Source data Block Start
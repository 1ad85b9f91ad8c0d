//! Invocation transports for stsgate: one-shot events and the HTTP endpoint.

pub mod events;
pub mod server;

pub use events::{TokenRequest, error_body};
pub use server::{AppState, build_app, serve};
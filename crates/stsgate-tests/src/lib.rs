//! Integration test infrastructure for stsgate.
//!
//! Mock key set endpoints, token fixtures and a stub credential issuer, for
//! driving the full validation pipeline without network access or AWS.
//!
//! # Usage
//!
//! ```ignore
//! use stsgate_tests::{ClaimsFixture, JwksServer};
//!
//! #[tokio::test]
//! async fn test_something() {
//!     let server = JwksServer::start(&[&signer]).await;
//!     let pipeline = server.config(rules).pipeline().unwrap();
//! }
//! ```

pub mod fixtures;
pub mod helpers;

pub use fixtures::*;
pub use helpers::*;

/// Initialize test logging (call once per test binary).
pub fn init_test_logging() {
    use tracing_subscriber::{EnvFilter, fmt};

    let _ = fmt()
        .with_env_filter(
            EnvFilter::try_from_default_env()
                .unwrap_or_else(|_| EnvFilter::new("warn,stsgate_auth=debug")),
        )
        .with_test_writer()
        .try_init();
}
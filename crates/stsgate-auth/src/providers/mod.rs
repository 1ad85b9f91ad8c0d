//! Credential issuers: the collaborator that turns a verified identity into
//! temporary cloud credentials.

pub mod aws;

use async_trait::async_trait;
use stsgate_core::{Error, ExchangeResponse};
use thiserror::Error;

#[derive(Debug, Error)]
pub enum ProviderError {
    #[error("Role assumption failed: {0}")]
    AssumeRole(String),
    #[error("Incomplete response: {0}")]
    InvalidResponse(String),
    #[error("Invalid configuration: {0}")]
    InvalidConfig(String),
}

impl From<ProviderError> for Error {
    fn from(err: ProviderError) -> Self {
        Error::CredentialIssuance(err.to_string())
    }
}

/// What the caller is asking credentials for.
#[derive(Debug, Clone, PartialEq, Eq)]
pub struct IssueRequest {
    pub role_arn: String,
    pub session_name: String,
    pub duration_secs: u32,
}

/// Issues temporary credentials for a role.
#[async_trait]
pub trait CredentialIssuer: Send + Sync {
    async fn issue(&self, request: &IssueRequest) -> Result<ExchangeResponse, ProviderError>;
}
//! Invocation payloads shared by the one-shot commands and the HTTP endpoint.

use serde::{Deserialize, Serialize};
use serde_json::{Value, json};
use stsgate_core::{Error, Result};

/// A request carrying one opaque token.
#[derive(Debug, Clone, Serialize, Deserialize)]
pub struct TokenRequest {
    pub token: String,
}

impl TokenRequest {
    /// Parse an invocation payload. Anything that is not `{"token": "..."}`
    /// is a malformed token.
    pub fn parse(body: &[u8]) -> Result<Self> {
        let request: TokenRequest = serde_json::from_slice(body)
            .map_err(|e| Error::MalformedToken(format!("invalid request body: {e}")))?;
        if request.token.trim().is_empty() {
            return Err(Error::MalformedToken("empty token".into()));
        }
        Ok(request)
    }
}

/// Error body returned to callers: the error code only.
pub fn error_body(err: &Error) -> Value {
    json!({ "error": err.code() })
}
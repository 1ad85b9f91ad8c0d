//! Gateway configuration.

use config::{Config, Environment};
use jsonwebtoken::Algorithm;
use serde::{Deserialize, Deserializer, Serialize};
use std::collections::HashMap;
use std::path::Path;
use std::sync::Arc;
use std::time::Duration;
use stsgate_core::{ClaimRule, Error, Result};
use url::Url;

use crate::cache::KeySetCache;
use crate::jwks::{HttpKeySource, KeyIdSource};
use crate::pipeline::ValidationPipeline;
use crate::verifier::SignatureVerifier;

/// Prefix of every environment variable read by [`GatewayConfig::from_env`].
pub const ENV_PREFIX: &str = "STSGATE";

/// Role ARN variable honored when `STSGATE_ROLE_ARN` is unset.
pub const LEGACY_ROLE_ARN_ENV: &str = "GITHUB_ACTIONS_ROLE_ARN";

/// Everything the gateway needs to validate tokens and request credentials.
#[derive(Debug, Clone, Serialize, Deserialize)]
pub struct GatewayConfig {
    /// Expected `iss` claim.
    #[serde(default = "default_issuer")]
    pub issuer: String,
    /// Key set endpoint. Derived from the issuer when unset.
    #[serde(default)]
    pub jwks_url: Option<String>,
    /// Expected `aud` claim.
    #[serde(default = "default_audience")]
    pub audience: String,
    /// Role assumed on behalf of validated callers.
    pub role_arn: String,
    /// Rules every token must satisfy, as a list of `{claim, pattern}` or a
    /// `claim: pattern` mapping. Either form may also be given as JSON text.
    #[serde(deserialize_with = "deserialize_rules")]
    pub claim_rules: Vec<ClaimRule>,
    #[serde(default = "default_algorithms")]
    pub allowed_algorithms: Vec<Algorithm>,
    #[serde(default)]
    pub key_id_source: KeyIdSource,
    /// Zero refreshes the key set on every validation.
    #[serde(default)]
    pub jwks_cache_ttl_secs: u64,
    #[serde(default)]
    pub serve_stale_on_error: bool,
    #[serde(default = "default_http_timeout")]
    pub http_timeout_secs: u64,
    #[serde(default)]
    pub leeway_secs: u64,
    #[serde(default = "default_true")]
    pub enforce_certificate_validity: bool,
    #[serde(default = "default_session_name_prefix")]
    pub session_name_prefix: String,
    #[serde(default = "default_session_duration")]
    pub session_duration_secs: u32,
}

fn default_issuer() -> String {
    "https://token.actions.githubusercontent.com".to_string()
}

fn default_audience() -> String {
    "sts.amazonaws.com".to_string()
}

fn default_algorithms() -> Vec<Algorithm> {
    vec![Algorithm::RS256]
}

fn default_http_timeout() -> u64 {
    5
}

fn default_true() -> bool {
    true
}

fn default_session_name_prefix() -> String {
    "GITHUB_".to_string()
}

fn default_session_duration() -> u32 {
    3600
}

#[derive(Deserialize)]
struct RuleRepr {
    claim: String,
    pattern: String,
}

#[derive(Deserialize)]
#[serde(untagged)]
enum RulesRepr {
    List(Vec<RuleRepr>),
    Map(std::collections::BTreeMap<String, String>),
    Json(String),
}

impl RulesRepr {
    fn into_rules(self) -> Result<Vec<ClaimRule>> {
        match self {
            RulesRepr::List(rules) => rules
                .into_iter()
                .map(|rule| ClaimRule::new(rule.claim, rule.pattern))
                .collect(),
            RulesRepr::Map(map) => map
                .into_iter()
                .map(|(claim, pattern)| ClaimRule::new(claim, pattern))
                .collect(),
            RulesRepr::Json(text) => {
                let repr: RulesRepr = serde_json::from_str(&text)
                    .map_err(|e| Error::Config(format!("claim_rules is not valid JSON: {e}")))?;
                match repr {
                    RulesRepr::Json(_) => Err(Error::Config(
                        "claim_rules must be a list or a mapping".into(),
                    )),
                    repr => repr.into_rules(),
                }
            }
        }
    }
}

fn deserialize_rules<'de, D>(deserializer: D) -> std::result::Result<Vec<ClaimRule>, D::Error>
where
    D: Deserializer<'de>,
{
    RulesRepr::deserialize(deserializer)?
        .into_rules()
        .map_err(|err| match err {
            Error::Config(msg) => serde::de::Error::custom(msg),
            other => serde::de::Error::custom(other),
        })
}

impl GatewayConfig {
    /// Configuration with defaults for everything but the role and rules.
    pub fn new(role_arn: impl Into<String>, claim_rules: Vec<ClaimRule>) -> Self {
        Self {
            issuer: default_issuer(),
            jwks_url: None,
            audience: default_audience(),
            role_arn: role_arn.into(),
            claim_rules,
            allowed_algorithms: default_algorithms(),
            key_id_source: KeyIdSource::default(),
            jwks_cache_ttl_secs: 0,
            serve_stale_on_error: false,
            http_timeout_secs: default_http_timeout(),
            leeway_secs: 0,
            enforce_certificate_validity: true,
            session_name_prefix: default_session_name_prefix(),
            session_duration_secs: default_session_duration(),
        }
    }

    pub fn with_issuer(mut self, issuer: impl Into<String>) -> Self {
        self.issuer = issuer.into();
        self
    }

    pub fn with_jwks_url(mut self, url: impl Into<String>) -> Self {
        self.jwks_url = Some(url.into());
        self
    }

    pub fn with_audience(mut self, audience: impl Into<String>) -> Self {
        self.audience = audience.into();
        self
    }

    /// Load from the process environment (`STSGATE_*` variables).
    pub fn from_env() -> Result<Self> {
        Self::from_vars(std::env::vars())
    }

    /// Load from an explicit set of environment-style variables.
    pub fn from_vars(vars: impl IntoIterator<Item = (String, String)>) -> Result<Self> {
        let vars: HashMap<String, String> = vars.into_iter().collect();
        let legacy_role = vars.get(LEGACY_ROLE_ARN_ENV).cloned();

        let environment = Environment::with_prefix(ENV_PREFIX)
            .prefix_separator("_")
            .try_parsing(true)
            .list_separator(",")
            .with_list_parse_key("allowed_algorithms")
            .source(Some(vars.into_iter().collect()));

        let mut builder = Config::builder();
        if let Some(role_arn) = legacy_role {
            builder = builder
                .set_default("role_arn", role_arn)
                .map_err(|e| Error::Config(e.to_string()))?;
        }

        builder
            .add_source(environment)
            .build()
            .and_then(|settings| settings.try_deserialize())
            .map_err(|e| Error::Config(e.to_string()))
    }

    /// Load from a YAML file.
    pub fn from_file(path: &Path) -> Result<Self> {
        let contents = std::fs::read_to_string(path)
            .map_err(|e| Error::Config(format!("cannot read {}: {e}", path.display())))?;
        Self::from_yaml(&contents)
    }

    pub fn from_yaml(contents: &str) -> Result<Self> {
        serde_yaml::from_str(contents).map_err(|e| Error::Config(e.to_string()))
    }

    /// The key set endpoint, explicit or derived from the issuer.
    pub fn jwks_url(&self) -> String {
        self.jwks_url
            .clone()
            .unwrap_or_else(|| format!("{}/.well-known/jwks", self.issuer.trim_end_matches('/')))
    }

    pub fn http_timeout(&self) -> Duration {
        Duration::from_secs(self.http_timeout_secs)
    }

    pub fn jwks_cache_ttl(&self) -> Duration {
        Duration::from_secs(self.jwks_cache_ttl_secs)
    }

    /// Reject configurations that could not validate tokens safely.
    pub fn validate(&self) -> Result<()> {
        Url::parse(&self.issuer)
            .map_err(|e| Error::Config(format!("issuer is not a URL: {e}")))?;
        let jwks_url = self.parsed_jwks_url()?;
        if jwks_url.scheme() != "https" && !is_loopback(&jwks_url) {
            return Err(Error::Config(format!("key set URL must use https: {jwks_url}")));
        }

        if self.audience.is_empty() {
            return Err(Error::Config("audience is empty".into()));
        }
        if self.role_arn.is_empty() {
            return Err(Error::Config("role_arn is empty".into()));
        }
        if self.claim_rules.is_empty() {
            return Err(Error::Config(
                "claim_rules is empty; every token of the issuer would be accepted".into(),
            ));
        }

        if self.allowed_algorithms.is_empty() {
            return Err(Error::Config("allowed_algorithms is empty".into()));
        }
        if let Some(alg) = self
            .allowed_algorithms
            .iter()
            .find(|alg| matches!(alg, Algorithm::HS256 | Algorithm::HS384 | Algorithm::HS512))
        {
            return Err(Error::Config(format!("{alg:?} cannot be verified with a public key")));
        }

        if self.http_timeout_secs == 0 {
            return Err(Error::Config("http_timeout_secs must be positive".into()));
        }
        if !(900..=43_200).contains(&self.session_duration_secs) {
            return Err(Error::Config(format!(
                "session_duration_secs {} is outside 900..=43200",
                self.session_duration_secs
            )));
        }

        Ok(())
    }

    pub fn key_source(&self) -> Result<HttpKeySource> {
        HttpKeySource::new(self.parsed_jwks_url()?, self.http_timeout())
    }

    pub fn key_set_cache(&self) -> Result<KeySetCache> {
        Ok(KeySetCache::new(Arc::new(self.key_source()?), self.jwks_cache_ttl())
            .with_serve_stale_on_error(self.serve_stale_on_error))
    }

    pub fn verifier(&self) -> SignatureVerifier {
        SignatureVerifier::new(&self.issuer, &self.audience)
            .with_allowed_algorithms(self.allowed_algorithms.clone())
            .with_key_id_source(self.key_id_source)
            .with_leeway(self.leeway_secs)
            .with_certificate_validity(self.enforce_certificate_validity)
    }

    /// Validate the configuration and assemble the pipeline it describes.
    pub fn pipeline(&self) -> Result<ValidationPipeline> {
        self.validate()?;
        Ok(ValidationPipeline::new(
            Arc::new(self.key_set_cache()?),
            self.verifier(),
            self.claim_rules.clone(),
        ))
    }

    fn parsed_jwks_url(&self) -> Result<Url> {
        Url::parse(&self.jwks_url()).map_err(|e| Error::Config(format!("key set URL is invalid: {e}")))
    }
}

fn is_loopback(url: &Url) -> bool {
    match url.host() {
        Some(url::Host::Domain(domain)) => domain == "localhost",
        Some(url::Host::Ipv4(ip)) => ip.is_loopback(),
        Some(url::Host::Ipv6(ip)) => ip.is_loopback(),
        None => false,
    }
}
Source data Block End
Exercise description: Which lines run from the one holding "pub struct IssueRequest" through the one holding "commands and the HTTP endpoint." in the records above? Repeat them exactly, both included, and nothing more.

Finished task:
pub struct IssueRequest {
    pub role_arn: String,
    pub session_name: String,
    pub duration_secs: u32,
}

/// Issues temporary credentials for a role.
#[async_trait]
pub trait CredentialIssuer: Send + Sync {
    async fn issue(&self, request: &IssueRequest) -> Result<ExchangeResponse, ProviderError>;
}
//! Invocation payloads shared by the one-shot commands and the HTTP endpoint.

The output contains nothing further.